◆ **Task item**
Repeat only the stretch of lines below that runs from the line with "for the movement" through the line with "new, unlinked movement", unaltered.

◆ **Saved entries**

//! Core types and data structures for the reconciliation system

use bigdecimal::BigDecimal;
use chrono::NaiveDateTime;
use serde::{Deserialize, Serialize};

/// Direction of money for a cash movement
#[derive(Debug, Clone, Copy, PartialEq, Eq, Hash, Serialize, Deserialize)]
#[serde(rename_all = "UPPERCASE")]
pub enum Direction {
    /// Money coming into the register
    In,
    /// Money leaving the register
    Out,
}

/// A cash-register ledger entry
#[derive(Debug, Clone, PartialEq, Serialize, Deserialize)]
#[serde(rename_all = "camelCase")]
pub struct Movement {
    /// Unique identifier for the movement
    pub id: String,
    /// Amount of the movement; the direction of money lives in `direction`
    pub amount: BigDecimal,
    /// Business date and time of the transaction
    pub date: NaiveDateTime,
    /// Free-form movement type (rental, deposit, fuel, ...)
    pub movement_type: String,
    /// Whether money came in or went out
    pub direction: Direction,
    /// Vehicle the movement refers to
    pub vehicle_id: Option<String>,
    /// Person or company the movement refers to
    pub beneficiary_id: Option<String>,
    /// Free text entered by the operator
    pub detail: String,
    /// When the record was created
    pub created_at: NaiveDateTime,
    /// Counterpart contract history entry, once linked
    pub linked_history_id: Option<String>,
}

impl Movement {
    /// Create a new, unlinked movement
    pub fn new(id: String, amount: BigDecimal, date: NaiveDateTime, direction: Direction) -> Self {
        Self {
            id,
            amount,
            date,
            movement_type: String::new(),
            direction,
            vehicle_id: None,
            beneficiary_id: None,
            detail: String::new(),
            created_at: chrono::Utc::now().naive_utc(),
            linked_history_id: None,
        }
    }

    pub fn with_type(mut self, movement_type: impl Into<String>) -> Self {
        self.movement_type = movement_type.into();
        self
    }

    pub fn with_detail(mut self, detail: impl Into<String>) -> Self {
        self.detail = detail.into();
        self
    }

    pub fn with_vehicle(mut self, vehicle_id: impl Into<String>) -> Self {
        self.vehicle_id = Some(vehicle_id.into());
        self
    }

    pub fn with_beneficiary(mut self, beneficiary_id: impl Into<String>) -> Self {
        self.beneficiary_id = Some(beneficiary_id.into());
        self
    }

    pub fn with_created_at(mut self, created_at: NaiveDateTime) -> Self {
        self.created_at = created_at;
        self
    }

    /// Whether this movement already points at a history entry
    pub fn is_linked(&self) -> bool {
        self.linked_history_id.is_some()
    }
}

/// Monetary details carried by a contract history entry
#[derive(Debug, Clone, Default, PartialEq, Serialize, Deserialize)]
#[serde(rename_all = "camelCase")]
pub struct EventMetadata {
    pub amount: Option<BigDecimal>,
    pub date: Option<NaiveDateTime>,
    pub vehicle_id: Option<String>,
    pub beneficiary_id: Option<String>,
}

impl EventMetadata {
    /// True when no field is set
    pub fn is_empty(&self) -> bool {
        self.amount.is_none()
            && self.date.is_none()
            && self.vehicle_id.is_none()
            && self.beneficiary_id.is_none()
    }
}

/// An audit entry describing a contract or booking change
#[derive(Debug, Clone, PartialEq, Serialize, Deserialize)]
#[serde(rename_all = "camelCase")]
pub struct ContractHistoryEntry {
    /// Unique identifier for the entry
    pub id: String,
    /// What happened to the contract (EXTENSION, PAYMENT_NOTE, ...)
    pub action: String,
    /// Free-text description of the change
    pub details: String,
    /// Monetary metadata, when the change involved money
    pub event_metadata: Option<EventMetadata>,
    /// When the entry was created
    pub created_at: NaiveDateTime,
    /// Soft-delete flag
    pub is_deleted: bool,
    /// Counterpart movement, once linked
    pub linked_movement_id: Option<String>,
}

impl ContractHistoryEntry {
    /// Create a new, unlinked history entry without metadata
    pub fn new(id: String, action: String, details: String) -> Self {
        Self {
            id,
            action,
            details,
            event_metadata: None,
            created_at: chrono::Utc::now().naive_utc(),
            is_deleted: false,
            linked_movement_id: None,
        }
    }

    pub fn with_metadata(mut self, metadata: EventMetadata) -> Self {
        self.event_metadata = Some(metadata);
        self
    }

    pub fn with_created_at(mut self, created_at: NaiveDateTime) -> Self {
        self.created_at = created_at;
        self
    }

    pub fn is_linked(&self) -> bool {
        self.linked_movement_id.is_some()
    }

    /// Whether the entry may take part in a reconciliation candidate pool:
    /// not linked, not soft-deleted, and carrying non-empty metadata.
    pub fn is_eligible(&self) -> bool {
        !self.is_linked()
            && !self.is_deleted
            && self
                .event_metadata
                .as_ref()
                .is_some_and(|metadata| !metadata.is_empty())
    }
}

/// Errors that can occur in the reconciliation system
#[derive(Debug, thiserror::Error)]
pub enum ReconError {
    #[error("Storage error: {0}")]
    Storage(String),
    #[error("Movement not found: {0}")]
    MovementNotFound(String),
    #[error("Contract history entry not found: {0}")]
    HistoryNotFound(String),
    #[error("Movement {movement_id} is already linked to history entry {history_id}")]
    MovementAlreadyLinked {
        movement_id: String,
        history_id: String,
    },
    #[error("History entry {history_id} is already linked to movement {movement_id}")]
    HistoryAlreadyLinked {
        history_id: String,
        movement_id: String,
    },
    #[error("Invalid options: {0}")]
    InvalidOptions(String),
    #[error("Validation error: {0}")]
    Validation(String),
}

/// Result type for reconciliation operations
pub type ReconResult<T> = Result<T, ReconError>;
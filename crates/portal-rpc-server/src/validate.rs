//! Validation of structured (automapped) request objects
//!
//! A request object is bound field by field through [`FromParams`], so one
//! bad field never hides another. Field-level failures (missing, null, wrong
//! type, out of range) are all reported together; the type's own
//! [`Validate`] checks run once every field has bound.

use std::marker::PhantomData;

use serde::de::DeserializeOwned;
use serde_json::{Map, Value};

use crate::fault::Violation;

/// Constraint checks a request type performs on itself.
///
/// Implementations must report every violation they find, not just the
/// first one.
pub trait Validate {
    fn validate(&self) -> Vec<Violation> {
        Vec::new()
    }
}

/// Request object built from the named `params` of a call.
///
/// Usually derived with `#[derive(FromParams)]`; hand-written impls bind
/// each field with [`bind_field`] so every failure is collected.
pub trait FromParams: Sized {
    fn from_params(params: &Map<String, Value>) -> Result<Self, Vec<Violation>>;
}

/// Bind the field `name`, recording a violation when it cannot be read.
///
/// A missing field binds like `null`, so `Option` fields may be omitted.
pub fn bind_field<T: DeserializeOwned>(
    params: &Map<String, Value>,
    name: &str,
    violations: &mut Vec<Violation>,
) -> Option<T> {
    let supplied = params.get(name);
    match T::deserialize(supplied.unwrap_or(&Value::Null)) {
        Ok(value) => Some(value),
        Err(_) if supplied.is_none() => {
            violations.push(Violation::new(name, "is required"));
            None
        }
        Err(_) if supplied.is_some_and(Value::is_null) => {
            violations.push(Violation::new(name, "must not be null"));
            None
        }
        Err(err) => {
            violations.push(Violation::new(name, err.to_string()));
            None
        }
    }
}

/// Like [`bind_field`], but a missing or `null` field takes `T::default()`.
pub fn bind_field_or_default<T: DeserializeOwned + Default>(
    params: &Map<String, Value>,
    name: &str,
    violations: &mut Vec<Violation>,
) -> Option<T> {
    match params.get(name) {
        None | Some(Value::Null) => Some(T::default()),
        Some(_) => bind_field(params, name, violations),
    }
}

/// Check a numeric field against inclusive bounds.
///
/// Missing and non-numeric fields are left to [`bind_field`].
pub fn check_range(
    params: &Map<String, Value>,
    name: &str,
    min: Option<f64>,
    max: Option<f64>,
    violations: &mut Vec<Violation>,
) {
    let Some(number) = params.get(name).and_then(Value::as_f64) else {
        return;
    };
    if let Some(min) = min.filter(|min| number < *min) {
        violations.push(Violation::new(name, format!("must be at least {min}")));
    } else if let Some(max) = max.filter(|max| number > *max) {
        violations.push(Violation::new(name, format!("must be at most {max}")));
    }
}

/// Validates the raw `params` object of an automapped method
pub trait Validator: Send + Sync {
    fn validate(&self, params: &Value) -> Vec<Violation>;
}

/// [`Validator`] that binds `T` field by field, then runs `T`'s own checks
pub struct RequestValidator<T> {
    _request: PhantomData<fn() -> T>,
}

impl<T> RequestValidator<T> {
    pub fn new() -> Self {
        Self {
            _request: PhantomData,
        }
    }
}

impl<T> Default for RequestValidator<T> {
    fn default() -> Self {
        Self::new()
    }
}

impl<T> Validator for RequestValidator<T>
where
    T: FromParams + Validate,
{
    fn validate(&self, params: &Value) -> Vec<Violation> {
        let Value::Object(map) = params else {
            return vec![Violation::new("params", "expected named parameters")];
        };
        match T::from_params(map) {
            Ok(request) => request.validate(),
            Err(violations) => violations,
        }
    }
}

/// Accumulator for [`Validate`] implementations
#[derive(Debug, Default, Clone)]
pub struct Violations {
    items: Vec<Violation>,
}

impl Violations {
    pub fn new() -> Self {
        Self::default()
    }

    /// Record a violation for `field` unless `ok` holds.
    pub fn check(&mut self, ok: bool, field: &str, message: &str) -> &mut Self {
        if !ok {
            self.items.push(Violation::new(field, message));
        }
        self
    }

    pub fn push(&mut self, violation: Violation) -> &mut Self {
        self.items.push(violation);
        self
    }

    pub fn is_empty(&self) -> bool {
        self.items.is_empty()
    }

    pub fn into_vec(self) -> Vec<Violation> {
        self.items
    }
}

◆ **Output for this exercise**
    /// Unique identifier for the movement
    pub id: String,
    /// Amount of the movement; the direction of money lives in `direction`
    pub amount: BigDecimal,
    /// Business date and time of the transaction
    pub date: NaiveDateTime,
    /// Free-form movement type (rental, deposit, fuel, ...)
    pub movement_type: String,
    /// Whether money came in or went out
    pub direction: Direction,
    /// Vehicle the movement refers to
    pub vehicle_id: Option<String>,
    /// Person or company the movement refers to
    pub beneficiary_id: Option<String>,
    /// Free text entered by the operator
    pub detail: String,
    /// When the record was created
    pub created_at: NaiveDateTime,
    /// Counterpart contract history entry, once linked
    pub linked_history_id: Option<String>,
}

impl Movement {
    /// Create a new, unlinked movement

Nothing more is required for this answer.